Some Big Data Needs Big Memory (and Big Processing)

In my last post, I talked about Oracle’s Big Data appliance, and the broad database landscape. As promised, this week I want to discuss data management. Moving on to in-memory...

Since its introduction in 2009, many wrote extensively on the subject of Oracle's Exadata appliance. I won't cover that ground here. But what makes Exadata interesting in the context of this post is the way Oracle positioned it at the center of Oracle's data management universe.

If you've got Big Data problems, then the starting point for that universe is the previously mentioned Oracle appliance, which can feed the needles from the Hadoop haystack directly into Exadata at full 40Gbit InfiniBand-driven line speed.

Once those needles are in Exadata, you can perform data warehousing queries against that data to your heart's content. Thanks to Oracle's use of E5-series Xeon processor-based servers throughout the parallel cluster of storage cells in Exadata, those queries are likely to run pretty quickly.

But what if even Exadata can't run the queries quickly enough?  What if you need near-instantaneous response time against large datasets with complex queries and heaps of simultaneous users?

That's where the other major new product announcement from OpenWorld comes in: Exalytics.  This appliance combines a 4-socket E7-series Xeon processor-based server, configured with a full Terabyte of DRAM, with new Oracle-authored software for in-memory analytics.  That software derives from the integration of the classic Times Ten in-memory database engine, which until now was focused primarily on OLTP, with the Oracle BI engine (formerly known as ESSBase), along with a sprinkling of columnar-orientation and associated columnar deduplication.

If you watched the development of SAP's HANA in-memory database appliance over the last year, then you know what that all means.  What it competitively entails is that HANA is no longer the only enterprise-grade in-memory analytics alternative out there.

Competition is a good thing, especially when the competitors run on a common underlying platform, as these two (HANA and Exalytics) do.

I found one aspect of Exalytics very intriguing.  Larry Ellison called the feature 'Adaptive Heuristic In-Memory Analytics'.   Thanks to its intimate linkage with Exadata, an Exalytics appliance can successfully deal with working sets that exceed the physical memory capacity of an Exalytics box.  Queries won't run as fast when the working set exceeds physical memory capacity, since physical I/O to the Exadata machine will be needed to fetch the excess. However, that fetching happens at a very high data rate, thanks to the high-speed linkages between Exalytics and Exadata and the parallel nature of Exadata's I/O subsystem.

If Oracle delivers on these OpenWorld promises, then their customers will have the option of using a one-stop-shopping approach to acquiring a highly integrated set of tools for Big Data analysis, high-speed extract and load into the Exadata engine for massively parallel data warehousing (and OLTP), and near-real-time in-memory analytics using Exalytics.

If it all works as described, I think it will be very impressive.
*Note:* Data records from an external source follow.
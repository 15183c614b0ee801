//! Wire Codec
//!
//! Maps the entity model to and from plain JSON values. Encoding never fails.
//! Decoding checks every field's presence and type and stops at the first
//! problem, naming the entity, the field, and what was expected; nothing is
//! constructed from partially valid input.
//!
//! The same encoding is used on the socket and in the save file.

mod entities;
mod celestial;
mod game;

use serde_json::{Map, Value};
use thiserror::Error;

use crate::game::Capacity;

/// Wire token for an unbounded capacity. JSON has no infinity.
pub const UNBOUNDED_TOKEN: &str = "Infinity";

/// A type with a canonical JSON form.
pub trait Wire: Sized {
    /// Encode to a JSON value.
    fn encode(&self) -> Value;

    /// Decode and validate a JSON value.
    fn decode(value: &Value) -> Result<Self, DecodeError>;
}

/// Malformed input.
#[derive(Debug, Clone, PartialEq, Eq, Error)]
pub enum DecodeError {
    /// Value is not a JSON object.
    #[error("malformed input: {context} must be an object")]
    NotAnObject {
        /// Entity being decoded
        context: &'static str,
    },

    /// Required field absent.
    #[error("malformed input: {context} must have '{field}' property")]
    MissingField {
        /// Entity being decoded
        context: &'static str,
        /// Field name
        field: &'static str,
    },

    /// Field present but of the wrong shape.
    #[error("malformed input: {context} '{field}' must be {expected}")]
    WrongType {
        /// Entity being decoded
        context: &'static str,
        /// Field name
        field: &'static str,
        /// Expected shape
        expected: &'static str,
    },

    /// Fields are individually valid but violate an invariant together.
    #[error("malformed input: {context} '{field}' {reason}")]
    Inconsistent {
        /// Entity being decoded
        context: &'static str,
        /// Field name
        field: &'static str,
        /// What was violated
        reason: String,
    },
}

// =============================================================================
// FIELD READER
// =============================================================================

/// Typed access to the fields of one JSON object.
pub(crate) struct Fields<'a> {
    context: &'static str,
    map: &'a Map<String, Value>,
}

impl<'a> Fields<'a> {
    /// Require `value` to be an object.
    pub(crate) fn of(value: &'a Value, context: &'static str) -> Result<Self, DecodeError> {
        match value {
            Value::Object(map) => Ok(Self { context, map }),
            _ => Err(DecodeError::NotAnObject { context }),
        }
    }

    /// Whether `field` is present, whatever its value.
    pub(crate) fn has(&self, field: &str) -> bool {
        self.map.contains_key(field)
    }

    /// Raw value of a required field.
    pub(crate) fn get(&self, field: &'static str) -> Result<&'a Value, DecodeError> {
        self.map.get(field).ok_or(DecodeError::MissingField {
            context: self.context,
            field,
        })
    }

    pub(crate) fn wrong(&self, field: &'static str, expected: &'static str) -> DecodeError {
        DecodeError::WrongType {
            context: self.context,
            field,
            expected,
        }
    }

    pub(crate) fn inconsistent(
        &self,
        field: &'static str,
        reason: impl Into<String>,
    ) -> DecodeError {
        DecodeError::Inconsistent {
            context: self.context,
            field,
            reason: reason.into(),
        }
    }

    pub(crate) fn string(&self, field: &'static str) -> Result<String, DecodeError> {
        self.get(field)?
            .as_str()
            .map(str::to_owned)
            .ok_or_else(|| self.wrong(field, "a string"))
    }

    pub(crate) fn boolean(&self, field: &'static str) -> Result<bool, DecodeError> {
        self.get(field)?
            .as_bool()
            .ok_or_else(|| self.wrong(field, "a boolean"))
    }

    pub(crate) fn number(&self, field: &'static str) -> Result<f64, DecodeError> {
        self.get(field)?
            .as_f64()
            .ok_or_else(|| self.wrong(field, "a number"))
    }

    pub(crate) fn int(&self, field: &'static str) -> Result<i32, DecodeError> {
        self.get(field)?
            .as_i64()
            .and_then(|n| i32::try_from(n).ok())
            .ok_or_else(|| self.wrong(field, "an integer"))
    }

    pub(crate) fn count(&self, field: &'static str) -> Result<u32, DecodeError> {
        self.get(field)?
            .as_u64()
            .and_then(|n| u32::try_from(n).ok())
            .ok_or_else(|| self.wrong(field, "a non-negative integer"))
    }

    pub(crate) fn health(&self, field: &'static str, max: u8) -> Result<u8, DecodeError> {
        let health = self
            .get(field)?
            .as_u64()
            .ok_or_else(|| self.wrong(field, "a non-negative integer"))?;
        u8::try_from(health)
            .ok()
            .filter(|n| *n <= max)
            .ok_or_else(|| self.inconsistent(field, format!("must be at most {}", max)))
    }

    pub(crate) fn capacity(&self, field: &'static str) -> Result<Capacity, DecodeError> {
        decode_capacity(self.get(field)?)
            .ok_or_else(|| self.wrong(field, "a non-negative integer or 'Infinity'"))
    }

    pub(crate) fn array(&self, field: &'static str) -> Result<&'a Vec<Value>, DecodeError> {
        self.get(field)?
            .as_array()
            .ok_or_else(|| self.wrong(field, "an array"))
    }

    pub(crate) fn strings(&self, field: &'static str) -> Result<Vec<String>, DecodeError> {
        self.array(field)?
            .iter()
            .map(|v| v.as_str().map(str::to_owned))
            .collect::<Option<Vec<_>>>()
            .ok_or_else(|| self.wrong(field, "an array of strings"))
    }

    /// Decode a nested entity.
    pub(crate) fn nested<T: Wire>(&self, field: &'static str) -> Result<T, DecodeError> {
        T::decode(self.get(field)?)
    }

    /// Decode a nested entity that may be `null`. The field itself is required.
    pub(crate) fn nullable<T: Wire>(&self, field: &'static str) -> Result<Option<T>, DecodeError> {
        match self.get(field)? {
            Value::Null => Ok(None),
            value => T::decode(value).map(Some),
        }
    }
}

/// Encode an optional entity as its value or `null`.
pub(crate) fn encode_nullable<T: Wire>(item: Option<&T>) -> Value {
    item.map_or(Value::Null, Wire::encode)
}

/// Encode a list of entities.
pub(crate) fn encode_all<T: Wire>(items: &[T]) -> Value {
    Value::Array(items.iter().map(Wire::encode).collect())
}

/// Decode each element of a JSON array.
pub(crate) fn decode_all<T: Wire>(values: &[Value]) -> Result<Vec<T>, DecodeError> {
    values.iter().map(T::decode).collect()
}

/// Encode a capacity, using the sentinel token when unbounded.
pub(crate) fn encode_capacity(capacity: Capacity) -> Value {
    match capacity {
        Capacity::Finite(limit) => Value::from(limit),
        Capacity::Unbounded => Value::from(UNBOUNDED_TOKEN),
    }
}

fn decode_capacity(value: &Value) -> Option<Capacity> {
    match value {
        Value::String(token) if token == UNBOUNDED_TOKEN => Some(Capacity::Unbounded),
        value => value
            .as_u64()
            .and_then(|n| u32::try_from(n).ok())
            .map(Capacity::Finite),
    }
}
However, Oracle isn't the only game in town. Their competitors aren't standing still. Next time, I'll continue the discussion with my take on the recent announcements of IBM and Microsoft.

What do you think of Oracle's announcements?  Do you see an application for them in your shop?  Are you concerned at all about the appliance-only nature of the delivery mechanism for these technologies?  Respond to this post and let's get the conversation started!

P.S. - You may have read some of the coverage about Oracle's announcement of the new SPARC T4 processor and the SPARC SuperCluster T4-4 platform that's based on it.  To me, the most interesting thing about the SuperCluster product is the way that it takes advantage of Xeon processor-based subsystem elements.

The use of T4 processors on the database machine nodes is secondary. The important thing is that both the ZFS server and the storage cell machines in the SuperCluster are based on E5-series Xeon processors.  The performance gains that Oracle describes for the SuperCluster are due almost entirely to the system architecture improvements that the Exadata approach pioneered, and to the processing acceleration delivered by the Xeon processor-based subsystems -- not the T4 processor itself.

I hope Oracle publishes a head-to-head comparison of the performance and price performance of an Exadata system vs. a SuperCluster system.  I'm confident that the all-Xeon-based Exadata system will win on every conceivable measure. I don't expect such a result to be published, do you?